### [About this task]
Report each line from the records where the string "VictorDeterminableCave" turns up.

### [Information]
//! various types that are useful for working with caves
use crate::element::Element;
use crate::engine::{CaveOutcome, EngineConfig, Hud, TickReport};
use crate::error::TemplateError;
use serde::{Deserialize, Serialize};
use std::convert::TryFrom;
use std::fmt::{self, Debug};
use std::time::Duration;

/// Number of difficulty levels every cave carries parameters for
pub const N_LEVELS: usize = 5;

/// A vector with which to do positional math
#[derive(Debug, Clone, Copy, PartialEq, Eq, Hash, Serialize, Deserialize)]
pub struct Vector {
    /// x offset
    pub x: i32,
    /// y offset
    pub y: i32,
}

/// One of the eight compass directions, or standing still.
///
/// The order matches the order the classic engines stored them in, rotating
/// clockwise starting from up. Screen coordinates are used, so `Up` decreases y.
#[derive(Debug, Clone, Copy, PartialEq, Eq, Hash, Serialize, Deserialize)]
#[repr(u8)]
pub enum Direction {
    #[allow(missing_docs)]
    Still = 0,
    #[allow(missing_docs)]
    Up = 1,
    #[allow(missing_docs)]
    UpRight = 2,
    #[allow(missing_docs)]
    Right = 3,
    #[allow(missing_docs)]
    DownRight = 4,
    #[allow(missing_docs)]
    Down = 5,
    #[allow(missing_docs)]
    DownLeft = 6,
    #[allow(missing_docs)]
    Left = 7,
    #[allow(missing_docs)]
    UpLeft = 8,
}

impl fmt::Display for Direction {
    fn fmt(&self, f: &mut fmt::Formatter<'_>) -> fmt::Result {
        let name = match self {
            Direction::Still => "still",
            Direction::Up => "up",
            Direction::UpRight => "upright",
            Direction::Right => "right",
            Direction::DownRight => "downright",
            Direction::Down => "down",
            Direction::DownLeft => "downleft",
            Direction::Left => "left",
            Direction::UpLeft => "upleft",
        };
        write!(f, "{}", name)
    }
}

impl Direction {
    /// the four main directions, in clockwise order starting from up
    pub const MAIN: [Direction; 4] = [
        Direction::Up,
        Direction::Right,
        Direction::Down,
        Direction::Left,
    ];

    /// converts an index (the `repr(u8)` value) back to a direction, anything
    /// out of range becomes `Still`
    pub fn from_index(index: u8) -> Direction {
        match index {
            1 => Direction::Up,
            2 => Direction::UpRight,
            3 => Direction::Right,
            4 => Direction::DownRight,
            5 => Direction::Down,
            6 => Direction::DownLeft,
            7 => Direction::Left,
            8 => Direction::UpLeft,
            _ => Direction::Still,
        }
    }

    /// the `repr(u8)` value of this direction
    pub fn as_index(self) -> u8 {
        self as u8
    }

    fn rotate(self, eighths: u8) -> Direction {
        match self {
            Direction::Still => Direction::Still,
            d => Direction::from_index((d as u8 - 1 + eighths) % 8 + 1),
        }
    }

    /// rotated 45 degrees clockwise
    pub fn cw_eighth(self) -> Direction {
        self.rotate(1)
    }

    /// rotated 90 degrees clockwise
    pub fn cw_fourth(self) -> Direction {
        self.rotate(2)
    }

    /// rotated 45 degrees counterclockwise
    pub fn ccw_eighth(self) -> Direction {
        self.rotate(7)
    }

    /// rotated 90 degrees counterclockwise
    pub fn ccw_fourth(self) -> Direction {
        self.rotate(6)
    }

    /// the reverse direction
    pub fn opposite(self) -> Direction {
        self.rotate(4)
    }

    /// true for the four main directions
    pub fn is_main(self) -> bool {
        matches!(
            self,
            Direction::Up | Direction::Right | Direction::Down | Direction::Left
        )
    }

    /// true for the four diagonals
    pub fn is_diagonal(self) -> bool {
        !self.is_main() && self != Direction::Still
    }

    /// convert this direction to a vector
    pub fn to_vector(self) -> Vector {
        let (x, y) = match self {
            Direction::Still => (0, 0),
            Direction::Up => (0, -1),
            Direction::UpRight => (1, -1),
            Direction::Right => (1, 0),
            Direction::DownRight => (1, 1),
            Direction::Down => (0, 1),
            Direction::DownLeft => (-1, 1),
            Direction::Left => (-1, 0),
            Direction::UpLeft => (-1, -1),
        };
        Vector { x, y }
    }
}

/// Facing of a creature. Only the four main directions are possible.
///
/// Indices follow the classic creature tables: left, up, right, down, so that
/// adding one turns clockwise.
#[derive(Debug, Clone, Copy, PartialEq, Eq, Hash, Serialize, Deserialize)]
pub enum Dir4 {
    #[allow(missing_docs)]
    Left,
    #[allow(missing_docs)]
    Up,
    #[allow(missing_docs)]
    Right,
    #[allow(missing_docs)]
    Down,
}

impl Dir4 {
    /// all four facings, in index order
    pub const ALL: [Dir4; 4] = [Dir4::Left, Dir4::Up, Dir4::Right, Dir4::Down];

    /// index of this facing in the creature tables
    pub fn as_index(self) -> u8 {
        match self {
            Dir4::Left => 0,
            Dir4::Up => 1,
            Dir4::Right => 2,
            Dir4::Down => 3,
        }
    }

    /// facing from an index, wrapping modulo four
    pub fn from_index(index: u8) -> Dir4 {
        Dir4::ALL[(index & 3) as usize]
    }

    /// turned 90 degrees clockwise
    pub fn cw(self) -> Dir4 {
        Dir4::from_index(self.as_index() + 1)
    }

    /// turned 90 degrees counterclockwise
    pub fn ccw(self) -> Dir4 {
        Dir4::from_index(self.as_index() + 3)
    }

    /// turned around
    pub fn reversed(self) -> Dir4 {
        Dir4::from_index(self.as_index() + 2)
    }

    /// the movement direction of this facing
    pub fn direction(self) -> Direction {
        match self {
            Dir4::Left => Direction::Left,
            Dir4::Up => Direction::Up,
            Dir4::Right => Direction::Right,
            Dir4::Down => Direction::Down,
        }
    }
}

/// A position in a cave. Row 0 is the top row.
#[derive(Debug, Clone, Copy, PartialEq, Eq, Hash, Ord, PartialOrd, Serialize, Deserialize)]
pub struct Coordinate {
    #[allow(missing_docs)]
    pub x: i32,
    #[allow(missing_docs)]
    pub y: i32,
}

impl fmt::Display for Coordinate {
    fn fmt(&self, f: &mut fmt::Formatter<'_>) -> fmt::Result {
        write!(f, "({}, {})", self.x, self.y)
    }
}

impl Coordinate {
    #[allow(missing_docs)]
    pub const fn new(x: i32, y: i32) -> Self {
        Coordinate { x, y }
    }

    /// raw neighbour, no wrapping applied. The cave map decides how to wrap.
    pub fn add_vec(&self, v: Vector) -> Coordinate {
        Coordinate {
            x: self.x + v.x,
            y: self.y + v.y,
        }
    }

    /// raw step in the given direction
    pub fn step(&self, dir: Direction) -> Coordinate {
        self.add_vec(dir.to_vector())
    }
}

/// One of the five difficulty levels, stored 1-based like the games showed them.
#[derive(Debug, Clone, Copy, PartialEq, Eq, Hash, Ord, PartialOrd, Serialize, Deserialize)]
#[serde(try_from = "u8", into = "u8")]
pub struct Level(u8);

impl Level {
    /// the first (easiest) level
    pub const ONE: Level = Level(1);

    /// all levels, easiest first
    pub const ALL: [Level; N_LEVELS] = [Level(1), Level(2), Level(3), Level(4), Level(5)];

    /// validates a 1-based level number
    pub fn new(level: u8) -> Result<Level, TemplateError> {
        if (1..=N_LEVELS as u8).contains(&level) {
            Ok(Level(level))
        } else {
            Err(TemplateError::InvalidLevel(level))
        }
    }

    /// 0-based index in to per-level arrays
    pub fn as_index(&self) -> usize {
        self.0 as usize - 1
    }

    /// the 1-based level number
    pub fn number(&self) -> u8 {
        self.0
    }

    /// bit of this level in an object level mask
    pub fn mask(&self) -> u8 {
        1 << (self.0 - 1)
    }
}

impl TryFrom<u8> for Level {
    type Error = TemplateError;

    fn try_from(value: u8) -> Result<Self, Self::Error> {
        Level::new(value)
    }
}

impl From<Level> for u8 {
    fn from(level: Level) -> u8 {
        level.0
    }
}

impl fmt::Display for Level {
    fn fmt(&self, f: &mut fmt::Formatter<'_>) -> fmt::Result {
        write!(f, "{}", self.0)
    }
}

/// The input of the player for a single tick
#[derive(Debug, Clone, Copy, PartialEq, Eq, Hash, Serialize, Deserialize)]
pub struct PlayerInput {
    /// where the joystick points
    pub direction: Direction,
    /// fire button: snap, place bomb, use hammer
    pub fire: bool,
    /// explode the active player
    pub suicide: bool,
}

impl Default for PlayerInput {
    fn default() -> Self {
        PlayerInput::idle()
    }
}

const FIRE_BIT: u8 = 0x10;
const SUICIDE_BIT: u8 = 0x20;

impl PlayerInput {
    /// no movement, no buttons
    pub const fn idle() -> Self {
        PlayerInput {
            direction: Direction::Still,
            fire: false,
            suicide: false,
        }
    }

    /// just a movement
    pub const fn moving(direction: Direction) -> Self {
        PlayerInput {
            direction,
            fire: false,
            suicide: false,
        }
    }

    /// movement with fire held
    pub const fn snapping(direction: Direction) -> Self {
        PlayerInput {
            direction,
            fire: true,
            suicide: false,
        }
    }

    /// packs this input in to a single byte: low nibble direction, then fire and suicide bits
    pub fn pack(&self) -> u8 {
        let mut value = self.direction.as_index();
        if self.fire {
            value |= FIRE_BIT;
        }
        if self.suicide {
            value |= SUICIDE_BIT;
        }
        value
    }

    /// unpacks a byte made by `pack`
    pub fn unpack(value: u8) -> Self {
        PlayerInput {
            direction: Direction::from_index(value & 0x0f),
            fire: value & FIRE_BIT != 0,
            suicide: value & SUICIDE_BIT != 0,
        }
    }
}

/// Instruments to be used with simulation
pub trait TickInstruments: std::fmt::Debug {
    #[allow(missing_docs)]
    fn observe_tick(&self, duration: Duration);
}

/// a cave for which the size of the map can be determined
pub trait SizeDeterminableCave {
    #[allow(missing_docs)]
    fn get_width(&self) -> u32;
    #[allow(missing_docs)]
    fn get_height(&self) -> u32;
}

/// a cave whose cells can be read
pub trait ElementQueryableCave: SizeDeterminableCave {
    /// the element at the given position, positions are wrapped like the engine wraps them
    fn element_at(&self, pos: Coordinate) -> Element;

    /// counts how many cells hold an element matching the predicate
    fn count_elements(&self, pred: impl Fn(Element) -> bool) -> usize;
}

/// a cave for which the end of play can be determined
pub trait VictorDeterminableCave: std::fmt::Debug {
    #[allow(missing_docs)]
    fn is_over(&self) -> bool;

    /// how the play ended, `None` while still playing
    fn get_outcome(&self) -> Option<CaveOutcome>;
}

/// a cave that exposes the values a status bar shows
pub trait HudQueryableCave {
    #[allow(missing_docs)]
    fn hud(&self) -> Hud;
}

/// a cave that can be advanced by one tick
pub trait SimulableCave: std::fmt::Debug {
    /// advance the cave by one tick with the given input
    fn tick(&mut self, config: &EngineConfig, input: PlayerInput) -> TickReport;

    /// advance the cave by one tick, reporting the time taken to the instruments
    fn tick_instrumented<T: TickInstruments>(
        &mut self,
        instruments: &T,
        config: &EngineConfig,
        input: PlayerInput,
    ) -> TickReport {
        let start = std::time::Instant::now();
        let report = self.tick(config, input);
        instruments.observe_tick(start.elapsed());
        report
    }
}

---

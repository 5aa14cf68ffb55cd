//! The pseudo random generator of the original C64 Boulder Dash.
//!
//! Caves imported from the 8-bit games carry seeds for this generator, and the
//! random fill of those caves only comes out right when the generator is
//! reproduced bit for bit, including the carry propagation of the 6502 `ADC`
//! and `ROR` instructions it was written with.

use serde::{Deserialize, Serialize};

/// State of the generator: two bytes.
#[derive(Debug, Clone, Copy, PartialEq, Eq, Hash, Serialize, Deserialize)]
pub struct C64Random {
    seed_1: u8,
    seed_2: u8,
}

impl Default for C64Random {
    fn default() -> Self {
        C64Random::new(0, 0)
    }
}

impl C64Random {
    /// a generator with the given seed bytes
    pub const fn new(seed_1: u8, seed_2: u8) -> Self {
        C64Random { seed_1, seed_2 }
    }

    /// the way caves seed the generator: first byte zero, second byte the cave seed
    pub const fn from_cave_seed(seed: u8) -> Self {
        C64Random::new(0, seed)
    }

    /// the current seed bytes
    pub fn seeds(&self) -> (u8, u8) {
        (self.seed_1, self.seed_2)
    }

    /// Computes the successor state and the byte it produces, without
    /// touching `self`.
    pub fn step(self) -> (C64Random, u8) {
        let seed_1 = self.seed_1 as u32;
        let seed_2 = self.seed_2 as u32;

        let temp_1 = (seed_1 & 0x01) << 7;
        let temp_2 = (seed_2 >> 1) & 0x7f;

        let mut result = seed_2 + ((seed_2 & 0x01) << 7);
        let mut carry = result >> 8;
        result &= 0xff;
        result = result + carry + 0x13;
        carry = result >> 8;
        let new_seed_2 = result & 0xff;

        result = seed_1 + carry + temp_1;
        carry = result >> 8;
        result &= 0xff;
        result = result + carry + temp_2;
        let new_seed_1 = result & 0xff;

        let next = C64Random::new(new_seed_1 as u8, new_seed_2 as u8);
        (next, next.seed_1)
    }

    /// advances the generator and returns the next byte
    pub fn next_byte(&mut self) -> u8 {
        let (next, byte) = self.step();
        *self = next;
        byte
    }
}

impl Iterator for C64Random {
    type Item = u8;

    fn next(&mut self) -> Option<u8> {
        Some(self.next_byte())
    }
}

---

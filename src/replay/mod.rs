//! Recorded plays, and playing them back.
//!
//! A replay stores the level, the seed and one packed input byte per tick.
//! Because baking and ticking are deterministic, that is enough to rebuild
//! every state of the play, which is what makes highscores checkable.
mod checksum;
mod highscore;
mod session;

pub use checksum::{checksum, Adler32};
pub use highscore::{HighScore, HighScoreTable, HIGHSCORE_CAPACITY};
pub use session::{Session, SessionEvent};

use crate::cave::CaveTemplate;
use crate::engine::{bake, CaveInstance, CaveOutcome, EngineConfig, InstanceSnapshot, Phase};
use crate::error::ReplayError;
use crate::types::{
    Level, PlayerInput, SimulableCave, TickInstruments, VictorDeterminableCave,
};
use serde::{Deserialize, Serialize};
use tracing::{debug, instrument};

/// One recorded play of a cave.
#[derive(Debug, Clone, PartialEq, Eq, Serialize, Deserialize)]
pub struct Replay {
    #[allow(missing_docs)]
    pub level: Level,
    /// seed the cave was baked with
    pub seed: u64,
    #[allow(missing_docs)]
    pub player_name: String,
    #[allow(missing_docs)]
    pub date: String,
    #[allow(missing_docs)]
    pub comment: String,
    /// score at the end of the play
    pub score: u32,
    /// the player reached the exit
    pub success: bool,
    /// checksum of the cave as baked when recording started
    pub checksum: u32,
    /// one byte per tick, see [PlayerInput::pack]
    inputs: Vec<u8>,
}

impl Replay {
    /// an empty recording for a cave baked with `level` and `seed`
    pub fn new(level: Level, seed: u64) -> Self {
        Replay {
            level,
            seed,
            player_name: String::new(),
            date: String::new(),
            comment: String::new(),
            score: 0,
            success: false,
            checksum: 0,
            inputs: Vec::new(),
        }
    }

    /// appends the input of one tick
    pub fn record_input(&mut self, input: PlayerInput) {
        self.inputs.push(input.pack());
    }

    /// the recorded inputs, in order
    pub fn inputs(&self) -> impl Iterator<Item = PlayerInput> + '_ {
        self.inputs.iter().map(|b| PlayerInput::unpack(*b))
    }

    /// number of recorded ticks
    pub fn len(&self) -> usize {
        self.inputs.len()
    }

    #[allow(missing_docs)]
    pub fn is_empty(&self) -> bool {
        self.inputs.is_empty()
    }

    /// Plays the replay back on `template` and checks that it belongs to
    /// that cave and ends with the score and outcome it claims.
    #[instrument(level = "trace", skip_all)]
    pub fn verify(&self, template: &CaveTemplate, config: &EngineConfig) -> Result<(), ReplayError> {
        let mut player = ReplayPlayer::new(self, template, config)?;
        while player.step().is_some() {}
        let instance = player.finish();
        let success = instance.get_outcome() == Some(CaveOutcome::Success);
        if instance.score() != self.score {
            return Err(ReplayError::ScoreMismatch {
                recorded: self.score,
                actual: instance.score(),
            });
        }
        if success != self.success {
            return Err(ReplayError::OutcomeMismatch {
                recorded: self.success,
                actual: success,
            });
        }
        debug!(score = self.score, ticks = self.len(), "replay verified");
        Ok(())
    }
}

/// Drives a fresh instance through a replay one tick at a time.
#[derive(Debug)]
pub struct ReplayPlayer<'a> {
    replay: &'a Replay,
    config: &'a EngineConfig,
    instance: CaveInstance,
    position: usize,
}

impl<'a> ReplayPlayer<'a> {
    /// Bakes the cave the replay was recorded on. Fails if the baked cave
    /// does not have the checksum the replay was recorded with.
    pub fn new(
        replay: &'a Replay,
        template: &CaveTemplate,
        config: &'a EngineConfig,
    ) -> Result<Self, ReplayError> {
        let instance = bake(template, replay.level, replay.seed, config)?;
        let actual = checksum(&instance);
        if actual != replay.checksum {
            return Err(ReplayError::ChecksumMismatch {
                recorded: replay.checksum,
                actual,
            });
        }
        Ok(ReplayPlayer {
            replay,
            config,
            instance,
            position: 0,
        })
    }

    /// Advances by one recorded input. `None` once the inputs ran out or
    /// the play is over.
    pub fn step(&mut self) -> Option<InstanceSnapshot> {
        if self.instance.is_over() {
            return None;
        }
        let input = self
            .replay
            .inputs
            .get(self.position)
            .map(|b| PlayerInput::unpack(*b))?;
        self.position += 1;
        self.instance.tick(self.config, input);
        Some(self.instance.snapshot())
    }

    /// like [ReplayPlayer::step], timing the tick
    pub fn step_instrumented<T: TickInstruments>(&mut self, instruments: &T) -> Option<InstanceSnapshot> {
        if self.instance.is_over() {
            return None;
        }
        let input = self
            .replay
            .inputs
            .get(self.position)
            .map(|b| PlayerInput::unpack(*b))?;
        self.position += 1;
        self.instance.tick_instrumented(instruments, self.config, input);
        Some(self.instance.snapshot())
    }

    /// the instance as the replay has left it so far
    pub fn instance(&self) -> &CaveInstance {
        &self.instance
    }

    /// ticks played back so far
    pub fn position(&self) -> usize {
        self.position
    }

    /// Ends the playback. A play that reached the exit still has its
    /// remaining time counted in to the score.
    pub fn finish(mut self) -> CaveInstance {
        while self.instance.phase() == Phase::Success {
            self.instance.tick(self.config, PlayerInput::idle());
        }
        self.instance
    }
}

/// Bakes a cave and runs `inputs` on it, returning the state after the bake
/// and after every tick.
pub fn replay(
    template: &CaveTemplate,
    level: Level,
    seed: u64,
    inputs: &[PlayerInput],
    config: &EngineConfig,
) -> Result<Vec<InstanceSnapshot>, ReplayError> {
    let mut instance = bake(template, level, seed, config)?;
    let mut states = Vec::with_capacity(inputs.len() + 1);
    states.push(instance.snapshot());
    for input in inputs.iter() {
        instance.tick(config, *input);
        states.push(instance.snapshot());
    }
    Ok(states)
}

### [Your solution]
pub trait VictorDeterminableCave: std::fmt::Debug {
    Level, PlayerInput, SimulableCave, TickInstruments, VictorDeterminableCave,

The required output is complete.